2. Le principal bénéfice se situe lors de la production
L'argument le plus marquant est la réduction des émissions de CO₂. Le biochar fabriqué à partir de noyaux d'olive et de résidus de pin permettrait de diminuer de 75% les émissions de CO₂ liées à la production de la couche d'asphalte concernée.
Cela ne signifie pas que la circulation routière deviendra moins polluante, mais que la construction du revêtement pourrait être nettement moins émettrice de carbone. Le projet vise également à démontrer qu'il est possible de construire des routes en utilisant moins de matières premières minérales vierges et davantage de matériaux de récupération.

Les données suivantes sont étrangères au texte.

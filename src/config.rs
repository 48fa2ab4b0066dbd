//! Configuration module
//!
//! jp has no configuration file of its own. Settings come from command-line
//! flags with environment-variable fallbacks, and jump points live under the
//! XDG config search path.

pub mod roots;
pub mod settings;

pub use roots::ConfigRoots;
pub use settings::{CdStrategy, Settings, DEFAULT_NAMESPACE};
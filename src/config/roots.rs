//! Config root search path (XDG base directories)

use std::ffi::OsString;
use std::path::{Path, PathBuf};

use crate::error::{JumpError, Result};

/// Fallback for `XDG_CONFIG_DIRS` when the variable is unset or empty
const DEFAULT_SHARED_ROOT: &str = "/etc/xdg";

/// Priority-ordered list of config roots
///
/// The user root comes first and is the only one jp writes to. Shared roots
/// follow in the order they are listed in `XDG_CONFIG_DIRS`.
#[derive(Debug, Clone, PartialEq, Eq)]
pub struct ConfigRoots {
    user: PathBuf,
    shared: Vec<PathBuf>,
}

impl ConfigRoots {
    #[must_use]
    pub const fn new(user: PathBuf, shared: Vec<PathBuf>) -> Self {
        Self { user, shared }
    }

    /// Resolve the roots from the environment
    ///
    /// Respects `XDG_CONFIG_HOME` on all platforms when it is absolute.
    /// Fallback: `$HOME/.config`
    ///
    /// # Errors
    /// Returns `NoConfigRoot` if neither `XDG_CONFIG_HOME` nor a home
    /// directory is available
    pub fn from_env() -> Result<Self> {
        let user = std::env::var_os("XDG_CONFIG_HOME")
            .map(PathBuf::from)
            .filter(|p| p.is_absolute())
            .or_else(|| dirs::home_dir().map(|home| home.join(".config")))
            .ok_or(JumpError::NoConfigRoot)?;

        let shared = shared_roots_from(std::env::var_os("XDG_CONFIG_DIRS"));

        Ok(Self::new(user, shared))
    }

    /// The writable root used by create and modify
    #[must_use]
    pub fn user(&self) -> &Path {
        &self.user
    }

    /// All roots, highest priority first
    pub fn iter(&self) -> impl Iterator<Item = &Path> {
        std::iter::once(self.user.as_path()).chain(self.shared.iter().map(PathBuf::as_path))
    }
}

/// Split `XDG_CONFIG_DIRS`, keeping only absolute entries
fn shared_roots_from(value: Option<OsString>) -> Vec<PathBuf> {
    match value {
        Some(value) if !value.is_empty() => std::env::split_paths(&value)
            .filter(|p| p.is_absolute())
            .collect(),
        _ => vec![PathBuf::from(DEFAULT_SHARED_ROOT)],
    }
}
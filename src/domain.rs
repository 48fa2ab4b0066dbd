// Domain types
// This module contains the value types jp operates on

pub mod jump_point;
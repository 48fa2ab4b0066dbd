//! List command - Display all jump points

use anyhow::Result;
use std::error::Error;

use crate::color;
use crate::config::Settings;
use crate::domain::jump_point::format_table;
use crate::output::Streams;
use crate::registry::Registry;

/// List every visible jump point on the diagnostic stream
///
/// Unreadable entries are reported as warnings and skipped.
///
/// # Errors
/// Returns an error if the diagnostic stream cannot be written
pub fn cmd_list(registry: &Registry, settings: &Settings, streams: &mut Streams) -> Result<()> {
    let listing = registry.list();

    for skipped in &listing.skipped {
        streams.note(color::warn(settings.color, describe(skipped)))?;
    }

    for line in format_table(&listing.jump_points, settings.color) {
        streams.note(line)?;
    }

    Ok(())
}

/// Message of `err` followed by its causes
fn describe(err: &dyn Error) -> String {
    let mut message = err.to_string();
    let mut source = err.source();
    while let Some(cause) = source {
        message.push_str(": ");
        message.push_str(&cause.to_string());
        source = cause.source();
    }
    message
}
//! Output sinks
//!
//! Every command writes through a `Streams` value instead of printing
//! directly. `eval` is the stream the wrapping shell function evaluates and
//! only ever receives a single shell command line. Everything else goes to
//! `diag`.

use std::io::{self, Write};

pub struct Streams<'a> {
    pub eval: &'a mut dyn Write,
    pub diag: &'a mut dyn Write,
}

impl<'a> Streams<'a> {
    pub fn new(eval: &'a mut dyn Write, diag: &'a mut dyn Write) -> Self {
        Self { eval, diag }
    }

    /// Write one shell-evaluable line to the eval stream
    ///
    /// # Errors
    /// Returns an error if the stream cannot be written or flushed
    pub fn emit(&mut self, line: &[u8]) -> io::Result<()> {
        self.eval.write_all(line)?;
        self.eval.write_all(b"\n")?;
        self.eval.flush()
    }

    /// Write one line to the diagnostic stream
    ///
    /// # Errors
    /// Returns an error if the stream cannot be written
    pub fn note(&mut self, line: impl std::fmt::Display) -> io::Result<()> {
        writeln!(self.diag, "{line}")
    }
}
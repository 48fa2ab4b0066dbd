use anyhow::Result;
use clap::{CommandFactory, Parser};
use clap_complete::env::CompleteEnv;
use std::io;
use std::process::ExitCode;

use jp::cli::{conflict_usage, Action, Cli};
use jp::commands;
use jp::config::{ConfigRoots, Settings};
use jp::error::JumpError;
use jp::output::Streams;
use jp::registry::Registry;

fn main() -> ExitCode {
    // Handle dynamic completion via COMPLETE environment variable
    CompleteEnv::with_factory(Cli::command).complete();

    let stdout = io::stdout();
    let stderr = io::stderr();
    let mut eval = stdout.lock();
    let mut diag = stderr.lock();
    let mut streams = Streams::new(&mut eval, &mut diag);

    // stdout is evaluated by the shell, so help and parse errors go to stderr too
    let cli = match Cli::try_parse() {
        Ok(cli) => cli,
        Err(err) => {
            if let Some(usage) = conflict_usage(&err) {
                report(&anyhow::Error::new(usage), &mut streams);
                return ExitCode::FAILURE;
            }
            let _ = write!(streams.diag, "{}", err.render());
            return if err.exit_code() == 0 {
                ExitCode::SUCCESS
            } else {
                ExitCode::FAILURE
            };
        }
    };

    match run(&cli, &mut streams) {
        Ok(()) => ExitCode::SUCCESS,
        Err(err) => {
            report(&err, &mut streams);
            ExitCode::FAILURE
        }
    }
}

fn run(cli: &Cli, streams: &mut Streams) -> Result<()> {
    let action = cli.action()?;
    let settings = cli.settings()?;

    match action {
        Action::Source { function } => commands::source::cmd_source(&function, &settings, streams),
        Action::List => commands::list::cmd_list(&open_registry(&settings)?, &settings, streams),
        Action::Jump { name } => {
            commands::jump::cmd_jump(&open_registry(&settings)?, &name, &settings, streams)
        }
        Action::Create { name, path } => commands::create::cmd_create(
            &open_registry(&settings)?,
            &name,
            &path,
            &settings,
            streams,
        ),
        Action::Modify { name, path } => commands::modify::cmd_modify(
            &open_registry(&settings)?,
            &name,
            &path,
            &settings,
            streams,
        ),
        Action::Remove { name } => {
            commands::remove::cmd_remove(&open_registry(&settings)?, &name, &settings, streams)
        }
    }
}

/// Registry over the XDG config roots
///
/// Not needed for `--source`, which works without a config root.
fn open_registry(settings: &Settings) -> Result<Registry> {
    Ok(Registry::new(
        ConfigRoots::from_env()?,
        settings.namespace.clone(),
    ))
}

/// Print `Error: <message>` and, for usage errors, the help text
fn report(err: &anyhow::Error, streams: &mut Streams) {
    let _ = writeln!(streams.diag, "Error: {err:#}");

    if err
        .downcast_ref::<JumpError>()
        .is_some_and(JumpError::is_usage)
    {
        let _ = writeln!(streams.diag);
        let _ = write!(streams.diag, "{}", Cli::command().render_help());
    }
}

3. Des essais avant une éventuelle généralisation
Le projet a été retenu dans le cadre du programme barcelonais «La sección de calle del siglo XXI», avec la participation notamment de BIT Habitat, BIMSA, de la Universitat Politècnica de Catalunya ainsi que d'entreprises telles qu'AMSA, ELSAN et Carboliva. Le financement de cette phase de test est estimé à 90.000 €.
La principale inconnue concerne désormais le comportement du matériau en conditions réelles. Le passage de bus, de véhicules utilitaires, les fortes chaleurs, la pluie, les zones de freinage et l'usure quotidienne représentent des contraintes bien différentes des essais en laboratoire.
Le projet demeure donc, à ce stade, un pilote prometteur et non une solution validée. Si les essais techniques se déroulent comme prévu, les premiers tronçons expérimentaux pourraient être réalisés dans les rues de Barcelone à partir de 2027.